Could you set down every entry exactly as it appears?

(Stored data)
+ + +

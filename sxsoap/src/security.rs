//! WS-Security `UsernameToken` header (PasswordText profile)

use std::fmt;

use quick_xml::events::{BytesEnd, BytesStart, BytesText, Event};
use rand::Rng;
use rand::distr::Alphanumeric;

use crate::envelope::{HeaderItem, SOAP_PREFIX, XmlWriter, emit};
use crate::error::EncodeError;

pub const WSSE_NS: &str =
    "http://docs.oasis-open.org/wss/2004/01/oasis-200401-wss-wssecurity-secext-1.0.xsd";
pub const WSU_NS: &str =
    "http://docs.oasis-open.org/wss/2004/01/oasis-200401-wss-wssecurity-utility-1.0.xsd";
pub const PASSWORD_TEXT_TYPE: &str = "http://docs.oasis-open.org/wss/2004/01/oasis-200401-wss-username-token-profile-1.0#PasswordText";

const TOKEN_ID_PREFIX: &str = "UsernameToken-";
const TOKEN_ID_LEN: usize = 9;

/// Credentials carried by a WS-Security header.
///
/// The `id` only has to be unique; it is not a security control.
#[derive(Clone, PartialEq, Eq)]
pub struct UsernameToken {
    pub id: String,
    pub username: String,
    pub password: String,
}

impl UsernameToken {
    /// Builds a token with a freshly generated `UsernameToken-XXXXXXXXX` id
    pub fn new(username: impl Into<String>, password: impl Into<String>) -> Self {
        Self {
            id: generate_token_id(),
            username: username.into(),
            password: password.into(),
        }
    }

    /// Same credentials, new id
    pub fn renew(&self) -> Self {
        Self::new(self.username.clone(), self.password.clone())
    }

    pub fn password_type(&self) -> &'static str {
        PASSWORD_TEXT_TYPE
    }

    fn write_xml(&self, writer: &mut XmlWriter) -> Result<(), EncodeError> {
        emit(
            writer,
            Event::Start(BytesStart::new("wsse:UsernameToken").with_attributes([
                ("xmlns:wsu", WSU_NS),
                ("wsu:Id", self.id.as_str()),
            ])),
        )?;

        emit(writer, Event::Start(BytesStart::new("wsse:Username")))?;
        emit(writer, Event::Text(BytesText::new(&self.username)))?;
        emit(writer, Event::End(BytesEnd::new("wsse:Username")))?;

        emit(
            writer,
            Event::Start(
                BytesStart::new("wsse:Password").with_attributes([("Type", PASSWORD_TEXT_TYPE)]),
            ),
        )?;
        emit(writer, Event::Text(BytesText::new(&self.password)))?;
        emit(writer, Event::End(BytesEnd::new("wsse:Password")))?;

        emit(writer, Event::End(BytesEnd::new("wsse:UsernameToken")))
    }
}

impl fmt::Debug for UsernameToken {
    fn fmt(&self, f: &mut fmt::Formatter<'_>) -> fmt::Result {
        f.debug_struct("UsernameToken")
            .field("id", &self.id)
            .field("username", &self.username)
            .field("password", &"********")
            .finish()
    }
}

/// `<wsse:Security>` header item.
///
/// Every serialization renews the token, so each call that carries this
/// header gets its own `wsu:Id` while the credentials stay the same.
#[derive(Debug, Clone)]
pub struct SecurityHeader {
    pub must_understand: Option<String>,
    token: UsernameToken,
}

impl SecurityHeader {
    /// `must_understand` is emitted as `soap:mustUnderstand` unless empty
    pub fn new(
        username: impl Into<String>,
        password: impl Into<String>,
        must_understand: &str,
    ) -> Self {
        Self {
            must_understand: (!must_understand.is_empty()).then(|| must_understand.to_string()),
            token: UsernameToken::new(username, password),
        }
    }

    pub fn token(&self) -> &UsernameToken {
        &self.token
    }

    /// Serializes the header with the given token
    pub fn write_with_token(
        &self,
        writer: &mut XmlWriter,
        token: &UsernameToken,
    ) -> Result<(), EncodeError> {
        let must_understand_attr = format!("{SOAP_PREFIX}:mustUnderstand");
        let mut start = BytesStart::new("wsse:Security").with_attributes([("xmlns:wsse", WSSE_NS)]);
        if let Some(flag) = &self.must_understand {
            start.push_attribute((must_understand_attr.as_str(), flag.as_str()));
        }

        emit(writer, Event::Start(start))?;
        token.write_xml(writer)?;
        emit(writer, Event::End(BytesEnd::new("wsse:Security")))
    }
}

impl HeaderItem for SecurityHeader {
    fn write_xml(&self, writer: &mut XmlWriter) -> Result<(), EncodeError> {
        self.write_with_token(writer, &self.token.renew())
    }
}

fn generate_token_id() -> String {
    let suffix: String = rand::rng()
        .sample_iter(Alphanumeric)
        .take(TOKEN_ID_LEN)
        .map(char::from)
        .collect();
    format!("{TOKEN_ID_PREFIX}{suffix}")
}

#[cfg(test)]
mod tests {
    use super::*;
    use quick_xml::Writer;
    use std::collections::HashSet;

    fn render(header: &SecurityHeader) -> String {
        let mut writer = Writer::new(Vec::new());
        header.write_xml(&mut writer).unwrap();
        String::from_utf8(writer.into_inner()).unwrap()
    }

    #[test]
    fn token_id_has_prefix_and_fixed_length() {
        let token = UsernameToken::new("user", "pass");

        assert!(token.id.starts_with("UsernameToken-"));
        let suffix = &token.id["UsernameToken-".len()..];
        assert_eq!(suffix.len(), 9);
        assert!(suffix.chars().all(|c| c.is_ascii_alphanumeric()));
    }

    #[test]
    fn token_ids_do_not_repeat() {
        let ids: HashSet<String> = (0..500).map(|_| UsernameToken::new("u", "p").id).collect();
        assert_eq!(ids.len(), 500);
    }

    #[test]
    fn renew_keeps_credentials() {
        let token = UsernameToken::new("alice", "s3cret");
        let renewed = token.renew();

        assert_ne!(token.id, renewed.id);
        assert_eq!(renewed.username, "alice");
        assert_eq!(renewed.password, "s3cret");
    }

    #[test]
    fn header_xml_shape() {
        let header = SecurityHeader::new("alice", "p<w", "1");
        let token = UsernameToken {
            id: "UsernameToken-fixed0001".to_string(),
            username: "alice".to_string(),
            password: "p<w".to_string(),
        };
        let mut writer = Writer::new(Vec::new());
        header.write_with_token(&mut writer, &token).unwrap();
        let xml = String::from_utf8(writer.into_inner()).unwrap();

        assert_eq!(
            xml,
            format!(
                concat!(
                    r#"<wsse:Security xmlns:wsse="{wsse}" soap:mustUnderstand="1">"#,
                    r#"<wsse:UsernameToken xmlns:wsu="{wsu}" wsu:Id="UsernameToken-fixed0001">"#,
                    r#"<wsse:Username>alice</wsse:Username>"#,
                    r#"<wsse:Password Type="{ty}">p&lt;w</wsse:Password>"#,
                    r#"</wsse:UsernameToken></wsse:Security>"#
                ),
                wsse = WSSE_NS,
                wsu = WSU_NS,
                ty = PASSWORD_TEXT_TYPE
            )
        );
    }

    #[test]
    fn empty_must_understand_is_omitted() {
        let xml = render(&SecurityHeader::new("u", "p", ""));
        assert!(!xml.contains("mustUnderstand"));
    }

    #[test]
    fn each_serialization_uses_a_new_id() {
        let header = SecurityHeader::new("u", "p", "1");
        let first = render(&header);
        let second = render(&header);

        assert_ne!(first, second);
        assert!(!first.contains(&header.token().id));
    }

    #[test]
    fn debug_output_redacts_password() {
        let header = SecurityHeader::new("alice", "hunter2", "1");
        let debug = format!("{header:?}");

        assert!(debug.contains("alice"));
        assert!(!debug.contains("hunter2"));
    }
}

+ + +

• _Task output_:
filename sxsoap/src/security.rs
//! WS-Security `UsernameToken` header (PasswordText profile)

use std::fmt;

use quick_xml::events::{BytesEnd, BytesStart, BytesText, Event};
use rand::Rng;
use rand::distr::Alphanumeric;

use crate::envelope::{HeaderItem, SOAP_PREFIX, XmlWriter, emit};
use crate::error::EncodeError;

pub const WSSE_NS: &str =
    "http://docs.oasis-open.org/wss/2004/01/oasis-200401-wss-wssecurity-secext-1.0.xsd";
pub const WSU_NS: &str =
    "http://docs.oasis-open.org/wss/2004/01/oasis-200401-wss-wssecurity-utility-1.0.xsd";
pub const PASSWORD_TEXT_TYPE: &str = "http://docs.oasis-open.org/wss/2004/01/oasis-200401-wss-username-token-profile-1.0#PasswordText";

const TOKEN_ID_PREFIX: &str = "UsernameToken-";
const TOKEN_ID_LEN: usize = 9;

/// Credentials carried by a WS-Security header.
///
/// The `id` only has to be unique; it is not a security control.
#[derive(Clone, PartialEq, Eq)]
pub struct UsernameToken {
    pub id: String,
    pub username: String,
    pub password: String,
}

impl UsernameToken {
    /// Builds a token with a freshly generated `UsernameToken-XXXXXXXXX` id
    pub fn new(username: impl Into<String>, password: impl Into<String>) -> Self {
        Self {
            id: generate_token_id(),
            username: username.into(),
            password: password.into(),
        }
    }

    /// Same credentials, new id
    pub fn renew(&self) -> Self {
        Self::new(self.username.clone(), self.password.clone())
    }

    pub fn password_type(&self) -> &'static str {
        PASSWORD_TEXT_TYPE
    }

    fn write_xml(&self, writer: &mut XmlWriter) -> Result<(), EncodeError> {
        emit(
            writer,
            Event::Start(BytesStart::new("wsse:UsernameToken").with_attributes([
                ("xmlns:wsu", WSU_NS),
                ("wsu:Id", self.id.as_str()),
            ])),
        )?;

        emit(writer, Event::Start(BytesStart::new("wsse:Username")))?;
        emit(writer, Event::Text(BytesText::new(&self.username)))?;
        emit(writer, Event::End(BytesEnd::new("wsse:Username")))?;

        emit(
            writer,
            Event::Start(
                BytesStart::new("wsse:Password").with_attributes([("Type", PASSWORD_TEXT_TYPE)]),
            ),
        )?;
        emit(writer, Event::Text(BytesText::new(&self.password)))?;
        emit(writer, Event::End(BytesEnd::new("wsse:Password")))?;

        emit(writer, Event::End(BytesEnd::new("wsse:UsernameToken")))
    }
}

impl fmt::Debug for UsernameToken {
    fn fmt(&self, f: &mut fmt::Formatter<'_>) -> fmt::Result {
        f.debug_struct("UsernameToken")
            .field("id", &self.id)
            .field("username", &self.username)
            .field("password", &"********")
            .finish()
    }
}

/// `<wsse:Security>` header item.
///
/// Every serialization renews the token, so each call that carries this
/// header gets its own `wsu:Id` while the credentials stay the same.
#[derive(Debug, Clone)]
pub struct SecurityHeader {
    pub must_understand: Option<String>,
    token: UsernameToken,
}

impl SecurityHeader {
    /// `must_understand` is emitted as `soap:mustUnderstand` unless empty
    pub fn new(
        username: impl Into<String>,
        password: impl Into<String>,
        must_understand: &str,
    ) -> Self {
        Self {
            must_understand: (!must_understand.is_empty()).then(|| must_understand.to_string()),
            token: UsernameToken::new(username, password),
        }
    }

    pub fn token(&self) -> &UsernameToken {
        &self.token
    }

    /// Serializes the header with the given token
    pub fn write_with_token(
        &self,
        writer: &mut XmlWriter,
        token: &UsernameToken,
    ) -> Result<(), EncodeError> {
        let must_understand_attr = format!("{SOAP_PREFIX}:mustUnderstand");
        let mut start = BytesStart::new("wsse:Security").with_attributes([("xmlns:wsse", WSSE_NS)]);
        if let Some(flag) = &self.must_understand {
            start.push_attribute((must_understand_attr.as_str(), flag.as_str()));
        }

        emit(writer, Event::Start(start))?;
        token.write_xml(writer)?;
        emit(writer, Event::End(BytesEnd::new("wsse:Security")))
    }
}

impl HeaderItem for SecurityHeader {
    fn write_xml(&self, writer: &mut XmlWriter) -> Result<(), EncodeError> {
        self.write_with_token(writer, &self.token.renew())
    }
}

fn generate_token_id() -> String {
    let suffix: String = rand::rng()
        .sample_iter(Alphanumeric)
        .take(TOKEN_ID_LEN)
        .map(char::from)
        .collect();
    format!("{TOKEN_ID_PREFIX}{suffix}")
}

#[cfg(test)]
mod tests {
    use super::*;
    use quick_xml::Writer;
    use std::collections::HashSet;

    fn render(header: &SecurityHeader) -> String {
        let mut writer = Writer::new(Vec::new());
        header.write_xml(&mut writer).unwrap();
        String::from_utf8(writer.into_inner()).unwrap()
    }

    #[test]
    fn token_id_has_prefix_and_fixed_length() {
        let token = UsernameToken::new("user", "pass");

        assert!(token.id.starts_with("UsernameToken-"));
        let suffix = &token.id["UsernameToken-".len()..];
        assert_eq!(suffix.len(), 9);
        assert!(suffix.chars().all(|c| c.is_ascii_alphanumeric()));
    }

    #[test]
    fn token_ids_do_not_repeat() {
        let ids: HashSet<String> = (0..500).map(|_| UsernameToken::new("u", "p").id).collect();
        assert_eq!(ids.len(), 500);
    }

    #[test]
    fn renew_keeps_credentials() {
        let token = UsernameToken::new("alice", "s3cret");
        let renewed = token.renew();

        assert_ne!(token.id, renewed.id);
        assert_eq!(renewed.username, "alice");
        assert_eq!(renewed.password, "s3cret");
    }

    #[test]
    fn header_xml_shape() {
        let header = SecurityHeader::new("alice", "p<w", "1");
        let token = UsernameToken {
            id: "UsernameToken-fixed0001".to_string(),
            username: "alice".to_string(),
            password: "p<w".to_string(),
        };
        let mut writer = Writer::new(Vec::new());
        header.write_with_token(&mut writer, &token).unwrap();
        let xml = String::from_utf8(writer.into_inner()).unwrap();

        assert_eq!(
            xml,
            format!(
                concat!(
                    r#"<wsse:Security xmlns:wsse="{wsse}" soap:mustUnderstand="1">"#,
                    r#"<wsse:UsernameToken xmlns:wsu="{wsu}" wsu:Id="UsernameToken-fixed0001">"#,
                    r#"<wsse:Username>alice</wsse:Username>"#,
                    r#"<wsse:Password Type="{ty}">p&lt;w</wsse:Password>"#,
                    r#"</wsse:UsernameToken></wsse:Security>"#
                ),
                wsse = WSSE_NS,
                wsu = WSU_NS,
                ty = PASSWORD_TEXT_TYPE
            )
        );
    }

    #[test]
    fn empty_must_understand_is_omitted() {
        let xml = render(&SecurityHeader::new("u", "p", ""));
        assert!(!xml.contains("mustUnderstand"));
    }

    #[test]
    fn each_serialization_uses_a_new_id() {
        let header = SecurityHeader::new("u", "p", "1");
        let first = render(&header);
        let second = render(&header);

        assert_ne!(first, second);
        assert!(!first.contains(&header.token().id));
    }

    #[test]
    fn debug_output_redacts_password() {
        let header = SecurityHeader::new("alice", "hunter2", "1");
        let debug = format!("{header:?}");

        assert!(debug.contains("alice"));
        assert!(!debug.contains("hunter2"));
    }
}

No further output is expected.